Within the first 30 days, we found a significant correlation between the volume of the lesion on T1-weighted images and recanalization. However, early recanalization did not influence the final lesion volume after 12 months. Eleven patients showed complete resolution of changes on T1- and T2-weighted images. Age of the patients influenced initial absolute volume of brain damage.

CONCLUSION

In venous stroke, even large parenchymal changes can resolve completely independent from recanalization of the thrombosed veins and sinuses. A plausible hypothesis is that venous infarcts largely consist of a persistent edema and that the lesion volume is influenced by the development of collateral veins.
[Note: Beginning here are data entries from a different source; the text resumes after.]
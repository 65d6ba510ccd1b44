//! Header geometry derived from scroll progress.
//!
//! Every value is a straight interpolation between the "top of page" look at
//! progress 0 and the floating pill at progress 1, formatted as the CSS
//! string the header writes into its inline styles.

/// Above this progress the header is considered scrolled.
pub const SCROLLED_GATE: f64 = 0.7;
/// Scroll offset at which the classic header switches to its solid look.
pub const CLASSIC_THRESHOLD_PX: f64 = 50.0;

pub const CTA_LABEL_TOP: &str = "Get in Touch";
pub const CTA_LABEL_SCROLLED: &str = "Contact";

/// Strictly greater than [`SCROLLED_GATE`]; the gate itself is still "top".
pub fn is_scrolled(progress: f64) -> bool {
    progress > SCROLLED_GATE
}

/// Discrete label swap. Never interpolated.
pub fn cta_label(progress: f64) -> &'static str {
    if is_scrolled(progress) {
        CTA_LABEL_SCROLLED
    } else {
        CTA_LABEL_TOP
    }
}

/// Boolean variant used by the classic header.
pub fn passes_threshold(scroll_y: f64) -> bool {
    scroll_y > CLASSIC_THRESHOLD_PX
}

#[derive(Debug, Clone, PartialEq, Eq)]
pub struct HeaderGeometry {
    pub top: String,
    pub outer_max_width: String,
    pub radius: String,
    pub padding: String,
    pub inner_max_width: String,
    pub logo_size: String,
    pub nav_gap: String,
}

impl HeaderGeometry {
    pub fn at(progress: f64) -> Self {
        let p = if progress.is_nan() {
            0.0
        } else {
            progress.clamp(0.0, 1.0)
        };

        Self {
            top: format!("{:.2}px", 16.0 * p),
            outer_max_width: format!(
                "calc({:.3}vw + {:.3}rem)",
                100.0 - p * 100.0,
                56.0 * p
            ),
            radius: format!("{}px", (999.0 * p).round() as i64),
            padding: format!("{:.2}px {:.2}px", 12.0 - 4.0 * p, 24.0 - 8.0 * p),
            inner_max_width: format!("calc({:.3}% + {:.3}rem)", p * 100.0, (1.0 - p) * 72.0),
            logo_size: format!("{:.2}px", 60.0 - 15.0 * p),
            nav_gap: format!("{:.2}px", 32.0 - 16.0 * p),
        }
    }

    pub fn header_style(&self) -> String {
        format!("top: {};", self.top)
    }

    pub fn outer_style(&self) -> String {
        format!("max-width: {};", self.outer_max_width)
    }

    pub fn shell_style(&self) -> String {
        format!("border-radius: {};", self.radius)
    }

    pub fn bar_style(&self) -> String {
        format!("padding: {};", self.padding)
    }

    pub fn inner_style(&self) -> String {
        format!("max-width: {};", self.inner_max_width)
    }

    pub fn logo_style(&self) -> String {
        format!("width: {0}; height: {0};", self.logo_size)
    }

    pub fn nav_style(&self) -> String {
        format!("gap: {};", self.nav_gap)
    }
}

#[cfg(test)]
mod tests {
    use super::*;

    #[test]
    fn geometry_at_top_of_page() {
        let g = HeaderGeometry::at(0.0);
        assert_eq!(g.top, "0.00px");
        assert_eq!(g.outer_max_width, "calc(100.000vw + 0.000rem)");
        assert_eq!(g.radius, "0px");
        assert_eq!(g.padding, "12.00px 24.00px");
        assert_eq!(g.inner_max_width, "calc(0.000% + 72.000rem)");
        assert_eq!(g.logo_size, "60.00px");
        assert_eq!(g.nav_gap, "32.00px");
    }

    #[test]
    fn geometry_fully_scrolled() {
        let g = HeaderGeometry::at(1.0);
        assert_eq!(g.top, "16.00px");
        assert_eq!(g.outer_max_width, "calc(0.000vw + 56.000rem)");
        assert_eq!(g.radius, "999px");
        assert_eq!(g.padding, "8.00px 16.00px");
        assert_eq!(g.inner_max_width, "calc(100.000% + 0.000rem)");
        assert_eq!(g.logo_size, "45.00px");
        assert_eq!(g.nav_gap, "16.00px");
    }

    #[test]
    fn geometry_halfway() {
        let g = HeaderGeometry::at(0.5);
        assert_eq!(g.top, "8.00px");
        assert_eq!(g.outer_max_width, "calc(50.000vw + 28.000rem)");
        assert_eq!(g.radius, "500px");
        assert_eq!(g.padding, "10.00px 20.00px");
        assert_eq!(g.inner_max_width, "calc(50.000% + 36.000rem)");
        assert_eq!(g.logo_size, "52.50px");
        assert_eq!(g.nav_gap, "24.00px");
    }

    #[test]
    fn geometry_clamps_bad_progress() {
        assert_eq!(HeaderGeometry::at(-3.0), HeaderGeometry::at(0.0));
        assert_eq!(HeaderGeometry::at(7.0), HeaderGeometry::at(1.0));
        assert_eq!(HeaderGeometry::at(f64::NAN), HeaderGeometry::at(0.0));
    }

    #[test]
    fn scrolled_gate_is_exclusive() {
        assert!(!is_scrolled(0.0));
        assert!(!is_scrolled(0.7));
        assert!(is_scrolled(0.7001));
        assert!(is_scrolled(1.0));
        assert_eq!(cta_label(0.7), CTA_LABEL_TOP);
        assert_eq!(cta_label(0.71), CTA_LABEL_SCROLLED);
    }

    #[test]
    fn classic_threshold() {
        assert!(!passes_threshold(0.0));
        assert!(!passes_threshold(50.0));
        assert!(passes_threshold(50.5));
        assert!(!passes_threshold(f64::NAN));
    }

    #[test]
    fn style_strings() {
        let g = HeaderGeometry::at(1.0);
        assert_eq!(g.header_style(), "top: 16.00px;");
        assert_eq!(g.logo_style(), "width: 45.00px; height: 45.00px;");
        assert_eq!(g.bar_style(), "padding: 8.00px 16.00px;");
    }
}
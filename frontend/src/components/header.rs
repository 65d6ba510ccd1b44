use yew::prelude::*;

use crate::config::{self, PageContent};
use crate::motion::header::{cta_label, HeaderGeometry};
use crate::theme::Theme;

#[derive(Properties, PartialEq)]
pub struct FloatingHeaderProps {
    pub content: &'static PageContent,
    pub theme: Theme,
    /// Damped scroll progress in `[0, 1]`.
    pub progress: f64,
    pub on_toggle_theme: Callback<MouseEvent>,
}

/// Glass header that shrinks into a centred pill as the page scrolls.
#[function_component(FloatingHeader)]
pub fn floating_header(props: &FloatingHeaderProps) -> Html {
    let theme = props.theme;
    let geometry = HeaderGeometry::at(props.progress);
    let link_class = format!(
        "text-sm font-medium transition {}",
        theme.pick(
            "text-[hsl(214,35%,26%)] hover:text-[hsl(214,35%,40%)]",
            "text-white hover:text-white/80",
        )
    );

    html! {
        <header class="fixed left-0 right-0 z-50" style={geometry.header_style()}>
            <div class="mx-auto w-full" style={geometry.outer_style()}>
                <div
                    class="border border-white/30 bg-gradient-to-br from-white/40 via-white/30 to-[rgba(245,180,0,0.18)] shadow-[0_10px_40px_-15px_rgba(0,0,0,0.3)] ring-1 ring-white/20 backdrop-blur-xl"
                    style={geometry.shell_style()}
                >
                    <div class="flex items-center justify-between" style={geometry.bar_style()}>
                        <div class="mx-auto flex w-full items-center justify-between" style={geometry.inner_style()}>
                            <div class="flex items-center gap-3">
                                <a href="/" class="cursor-pointer">
                                    <div class="relative" style={geometry.logo_style()}>
                                        <img
                                            src={props.content.logo}
                                            alt={format!("{} logo", props.content.brand)}
                                            class="absolute inset-0 h-full w-full object-contain"
                                        />
                                    </div>
                                </a>
                            </div>
                            <nav class="hidden items-center md:flex" style={geometry.nav_style()}>
                                { for config::NAV_SECTIONS.iter().map(|(id, label)| html! {
                                    <a href={format!("/#{}", id)} class={link_class.clone()}>{*label}</a>
                                }) }
                            </nav>
                            <div class="flex items-center gap-3">
                                <button
                                    onclick={props.on_toggle_theme.clone()}
                                    class={format!("rounded-md p-2 transition {}", theme.pick("text-[hsl(214,35%,26%)] hover:bg-black/10", "text-white hover:bg-white/10"))}
                                    aria-label="Toggle theme"
                                >
                                    <i class={theme.pick("fa-solid fa-moon h-5 w-5", "fa-solid fa-sun h-5 w-5")}></i>
                                </button>
                                <a
                                    href={config::get_contact_url()}
                                    target="_blank"
                                    rel="noopener noreferrer"
                                    class={format!(
                                        "min-w-[118px] rounded-full border-2 px-4 py-2 text-center text-sm font-semibold transition whitespace-nowrap {}",
                                        theme.pick(
                                            "border-white text-[hsl(214,35%,26%)] hover:bg-white/10",
                                            "border-[hsl(214,35%,26%)] text-white hover:bg-[hsl(214,35%,26%)]/10",
                                        )
                                    )}
                                >
                                    {cta_label(props.progress)}
                                </a>
                            </div>
                        </div>
                    </div>
                </div>
            </div>
        </header>
    }
}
However, further investigations are necessary to understand the underlying abnormal mechanisms.

摘要

背景与目的

尽管脑静脉血栓形成(CVT)较为罕见,但由于成像技术的改进,其诊断频率越来越高。CVT导致的静脉梗死在50%的患者中很大程度上是可逆的,与动脉性卒中不同。我们的目的是研究静脉梗死在磁共振成像(MR)图像上随时间的变化,并确定影响人体病变体积的变量。

方法

对15例因窦、皮质或脑内静脉CVT导致静脉梗死的连续患者的MR图像和静脉血管造影进行评估。所有患者均接受静脉注射剂量调整的肝素治疗,随后口服抗凝药12个月。T1加权和T2加权图像上信号强度变化的减少与再通程度、年龄、初始绝对病变大小和出血情况相关。

结果

在最初30天内,我们发现T1加权图像上的病变体积与再通之间存在显著相关性。然而,早期再通并不影响12个月后的最终病变体积。11例患者T1加权和T2加权图像上的变化完全消失。患者年龄影响脑损伤的初始绝对体积。

结论

在静脉性卒中中,即使是较大的实质改变也可完全消退,与血栓形成的静脉和窦的再通无关。一个合理的假设是静脉梗死主要由持续性水肿组成,病变体积受侧支静脉发育的影响。然而,需要进一步研究以了解潜在的异常机制。